§ Assigned task: Return only those lines of the listing that hold the word "ContactPhoto".

§ Record excerpts:
::::::

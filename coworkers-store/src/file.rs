//! JSON-file contact store.
//!
//! # Storage layout
//!
//! ```text
//! ~/.coworkers/
//!   store/<account>.json           (ledger: groups + contact records)
//!   photos/<account>/<local_id>.png
//! ```
//!
//! Every mutating call is one batch: the ledger change is applied in memory,
//! persisted with `.tmp` + rename, and rolled back if persisting fails.
//! Calls that leave the ledger as it was do not touch the file.
//! Photo writes are skipped when the SHA-256 of the new bytes matches the
//! recorded digest and the file is still present.

use std::io::ErrorKind;
use std::path::{Path, PathBuf};

use sha2::{Digest, Sha256};

use coworkers_core::error::data_io_err;
use coworkers_core::{
    Contact, ContactPhoto, ContactStore, DataError, Employee, Group, LocalId,
};

use crate::ledger::{ContactRecord, Ledger};

/// `<home>/.coworkers/store/<account_key>.json`
pub fn store_path_at(home: &Path, account_key: &str) -> PathBuf {
    home.join(".coworkers")
        .join("store")
        .join(format!("{account_key}.json"))
}

/// `<home>/.coworkers/photos/<account_key>/`
pub fn photos_dir_at(home: &Path, account_key: &str) -> PathBuf {
    home.join(".coworkers").join("photos").join(account_key)
}

/// A [`ContactStore`] persisted as JSON on disk.
#[derive(Debug)]
pub struct FileStore {
    path: PathBuf,
    photos_dir: PathBuf,
    ledger: Ledger,
}

impl FileStore {
    /// Open (or start empty) the store for `account_key` under `home`.
    pub fn open_at(home: &Path, account_key: &str) -> Result<Self, DataError> {
        let path = store_path_at(home, account_key);
        let ledger = if path.exists() {
            let contents = std::fs::read_to_string(&path).map_err(|e| data_io_err(&path, e))?;
            serde_json::from_str(&contents).map_err(|e| DataError::Corrupt {
                path: path.clone(),
                reason: e.to_string(),
            })?
        } else {
            Ledger::default()
        };
        Ok(Self {
            path,
            photos_dir: photos_dir_at(home, account_key),
            ledger,
        })
    }

    pub fn ledger(&self) -> &Ledger {
        &self.ledger
    }

    /// Path of the stored PNG for a contact.
    pub fn photo_path(&self, local_id: LocalId) -> PathBuf {
        self.photos_dir.join(format!("{local_id}.png"))
    }

    /// Apply `op` to the ledger and persist, restoring the previous ledger on
    /// any failure.
    fn commit<R>(
        &mut self,
        op: impl FnOnce(&mut Ledger) -> Result<R, DataError>,
    ) -> Result<R, DataError> {
        let snapshot = self.ledger.clone();
        let outcome = op(&mut self.ledger).and_then(|value| {
            self.persist()?;
            Ok(value)
        });
        if outcome.is_err() {
            self.ledger = snapshot;
        }
        outcome
    }

    fn persist(&self) -> Result<(), DataError> {
        let json = serde_json::to_string_pretty(&self.ledger).map_err(|e| DataError::Corrupt {
            path: self.path.clone(),
            reason: e.to_string(),
        })?;
        write_atomic(&self.path, json.as_bytes())
    }

    /// Write photo bytes unless the digest shows they are already stored.
    /// Returns the digest of `bytes`.
    fn store_photo(&self, record: &ContactRecord, bytes: &[u8]) -> Result<String, DataError> {
        let digest = hex::encode(Sha256::digest(bytes));
        let path = self.photo_path(record.local_id);
        if record.photo_sha256.as_deref() == Some(digest.as_str()) && path.exists() {
            tracing::debug!("photo unchanged: {}", path.display());
            return Ok(digest);
        }
        write_atomic(&path, bytes)?;
        tracing::debug!("wrote photo: {}", path.display());
        Ok(digest)
    }

    fn remove_photo(&self, local_id: LocalId) -> Result<(), DataError> {
        let path = self.photo_path(local_id);
        match std::fs::remove_file(&path) {
            Ok(()) => Ok(()),
            Err(err) if err.kind() == ErrorKind::NotFound => Ok(()),
            Err(err) => Err(data_io_err(path, err)),
        }
    }
}

impl ContactStore for FileStore {
    fn find_group_by_uid(&mut self, uid: &str) -> Result<Option<Group>, DataError> {
        Ok(self.ledger.find_group(uid).map(|g| g.to_group()))
    }

    fn create_group(&mut self, uid: &str, title: &str) -> Result<Group, DataError> {
        self.commit(|ledger| ledger.create_group(uid, title))
    }

    fn update_group_title(&mut self, group: &Group, title: &str) -> Result<(), DataError> {
        let current = self.ledger.find_group(&group.uid).map(|g| g.title.as_str());
        if current == Some(title) {
            return Ok(());
        }
        self.commit(|ledger| ledger.update_group_title(group, title).map(|_| ()))
    }

    fn find_contacts_by_group(&mut self, group: &Group) -> Result<Vec<Contact>, DataError> {
        Ok(self
            .ledger
            .contacts_in(group.local_id)
            .map(ContactRecord::to_contact)
            .collect())
    }

    fn find_contact_by_uid(&mut self, uid: &str) -> Result<Option<Contact>, DataError> {
        Ok(self.ledger.find_contact(uid).map(ContactRecord::to_contact))
    }

    fn create_contact(
        &mut self,
        group: &Group,
        employee: &Employee,
        prefer_native_name: bool,
    ) -> Result<Contact, DataError> {
        self.commit(|ledger| ledger.create_contact(group, employee, prefer_native_name))
    }

    fn update_contact(
        &mut self,
        contact: &Contact,
        employee: &Employee,
        prefer_native_name: bool,
    ) -> Result<(), DataError> {
        let record = self.ledger.contact(contact.local_id)?;
        if !record.differs_from(employee, prefer_native_name) {
            tracing::trace!("contact {} unchanged", contact.uid);
            return Ok(());
        }
        self.commit(|ledger| {
            ledger
                .update_contact(contact, employee, prefer_native_name)
                .map(|_| ())
        })
    }

    fn delete_contact(&mut self, contact: &Contact) -> Result<(), DataError> {
        self.commit(|ledger| ledger.delete_contact(contact).map(|_| ()))?;
        if let Err(err) = self.remove_photo(contact.local_id) {
            tracing::warn!("photo of removed contact {} left behind: {err}", contact.uid);
        }
        Ok(())
    }

    fn find_photo(&mut self, contact: &Contact) -> Result<ContactPhoto, DataError> {
        Ok(self.ledger.contact(contact.local_id)?.photo.clone())
    }

    fn update_photo_bytes(
        &mut self,
        contact: &Contact,
        bytes: Option<&[u8]>,
    ) -> Result<(), DataError> {
        let record = self.ledger.contact(contact.local_id)?.clone();
        let digest = match bytes {
            Some(bytes) => Some(self.store_photo(&record, bytes)?),
            None => {
                self.remove_photo(record.local_id)?;
                None
            }
        };
        if record.photo.is_synced() && record.photo_sha256 == digest {
            return Ok(());
        }
        self.commit(|ledger| {
            let record = ledger.contact_mut(contact.local_id)?;
            record.photo_sha256 = digest;
            record.photo.mark_synced();
            Ok(())
        })
    }
}

/// `<path>.tmp` + rename, creating the parent directory first.
fn write_atomic(path: &Path, bytes: &[u8]) -> Result<(), DataError> {
    if let Some(dir) = path.parent() {
        std::fs::create_dir_all(dir).map_err(|e| data_io_err(dir, e))?;
    }
    let tmp = PathBuf::from(format!("{}.tmp", path.display()));
    std::fs::write(&tmp, bytes).map_err(|e| data_io_err(&tmp, e))?;
    if let Err(err) = std::fs::rename(&tmp, path) {
        let _ = std::fs::remove_file(&tmp);
        return Err(data_io_err(path, err));
    }
    Ok(())
}

#[cfg(test)]
mod tests {
    use super::*;
    use tempfile::TempDir;

    fn employee() -> Employee {
        Employee::new("e1", "Anton", "Grytsenko").with_photo_url(Some("http://x/p.png".into()))
    }

    #[test]
    fn empty_store_when_file_missing() {
        let home = TempDir::new().unwrap();
        let store = FileStore::open_at(home.path(), "nobody").unwrap();
        assert!(store.ledger().contacts().is_empty());
        assert!(!store_path_at(home.path(), "nobody").exists());
    }

    #[test]
    fn records_survive_reopen() {
        let home = TempDir::new().unwrap();
        let mut store = FileStore::open_at(home.path(), "anton").unwrap();
        let group = store.create_group("coworkers", "Coworkers").unwrap();
        let contact = store.create_contact(&group, &employee(), false).unwrap();

        let mut reopened = FileStore::open_at(home.path(), "anton").unwrap();
        let found = reopened.find_contact_by_uid("e1").unwrap().expect("persisted");
        assert_eq!(found, contact);
        assert_eq!(reopened.find_group_by_uid("coworkers").unwrap(), Some(group));
    }

    #[test]
    fn unchanged_records_do_not_rewrite_the_ledger() {
        let home = TempDir::new().unwrap();
        let mut store = FileStore::open_at(home.path(), "anton").unwrap();
        let group = store.create_group("coworkers", "Coworkers").unwrap();
        let contact = store.create_contact(&group, &employee(), false).unwrap();
        store.update_photo_bytes(&contact, Some(b"png")).unwrap();

        let path = store_path_at(home.path(), "anton");
        std::fs::remove_file(&path).unwrap();

        store.update_contact(&contact, &employee(), false).unwrap();
        store.update_group_title(&group, "Coworkers").unwrap();
        store.update_photo_bytes(&contact, Some(b"png")).unwrap();
        assert!(!path.exists(), "no-op calls must not persist");

        let renamed = Employee::new("e1", "Antin", "Grytsenko")
            .with_photo_url(Some("http://x/p.png".into()));
        store.update_contact(&contact, &renamed, false).unwrap();
        let reopened = FileStore::open_at(home.path(), "anton").unwrap();
        assert_eq!(reopened.ledger().find_contact("e1").unwrap().name.given, "Antin");
    }

    #[test]
    fn photo_bytes_written_and_hash_gated() {
        let home = TempDir::new().unwrap();
        let mut store = FileStore::open_at(home.path(), "anton").unwrap();
        let group = store.create_group("coworkers", "Coworkers").unwrap();
        let contact = store.create_contact(&group, &employee(), false).unwrap();

        store.update_photo_bytes(&contact, Some(b"png-bytes")).unwrap();
        let path = store.photo_path(contact.local_id);
        assert_eq!(std::fs::read(&path).unwrap(), b"png-bytes");
        let mtime = std::fs::metadata(&path).unwrap().modified().unwrap();

        store.update_photo_bytes(&contact, Some(b"png-bytes")).unwrap();
        assert_eq!(std::fs::metadata(&path).unwrap().modified().unwrap(), mtime);
        assert!(store.find_photo(&contact).unwrap().is_synced());

        store.update_photo_bytes(&contact, None).unwrap();
        assert!(!path.exists());
        assert!(store.ledger().contact(contact.local_id).unwrap().photo_sha256.is_none());
    }

    #[test]
    fn delete_removes_photo_file() {
        let home = TempDir::new().unwrap();
        let mut store = FileStore::open_at(home.path(), "anton").unwrap();
        let group = store.create_group("coworkers", "Coworkers").unwrap();
        let contact = store.create_contact(&group, &employee(), false).unwrap();
        store.update_photo_bytes(&contact, Some(b"png")).unwrap();

        store.delete_contact(&contact).unwrap();
        assert!(!store.photo_path(contact.local_id).exists());
        assert!(store.find_contact_by_uid("e1").unwrap().is_none());
    }

    #[test]
    fn corrupt_store_reports_path() {
        let home = TempDir::new().unwrap();
        let path = store_path_at(home.path(), "anton");
        std::fs::create_dir_all(path.parent().unwrap()).unwrap();
        std::fs::write(&path, "{not json").unwrap();
        let err = FileStore::open_at(home.path(), "anton").unwrap_err();
        assert!(matches!(err, DataError::Corrupt { .. }));
        assert!(err.to_string().contains("anton.json"));
    }

    #[test]
    #[cfg(unix)]
    fn failed_persist_rolls_back_ledger() {
        use std::os::unix::fs::PermissionsExt;

        let home = TempDir::new().unwrap();
        let mut store = FileStore::open_at(home.path(), "anton").unwrap();
        let group = store.create_group("coworkers", "Coworkers").unwrap();
        let before = store.ledger().clone();

        let dir = store_path_at(home.path(), "anton").parent().unwrap().to_path_buf();
        std::fs::set_permissions(&dir, std::fs::Permissions::from_mode(0o555)).unwrap();
        let result = store.create_contact(&group, &employee(), false);
        std::fs::set_permissions(&dir, std::fs::Permissions::from_mode(0o755)).unwrap();

        if result.is_ok() {
            // Running as root: permissions are not enforced.
            return;
        }
        assert_eq!(store.ledger(), &before);
    }
}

::::::

§ Reply:
    Contact, ContactPhoto, ContactStore, DataError, Employee, Group, LocalId,
    fn find_photo(&mut self, contact: &Contact) -> Result<ContactPhoto, DataError> {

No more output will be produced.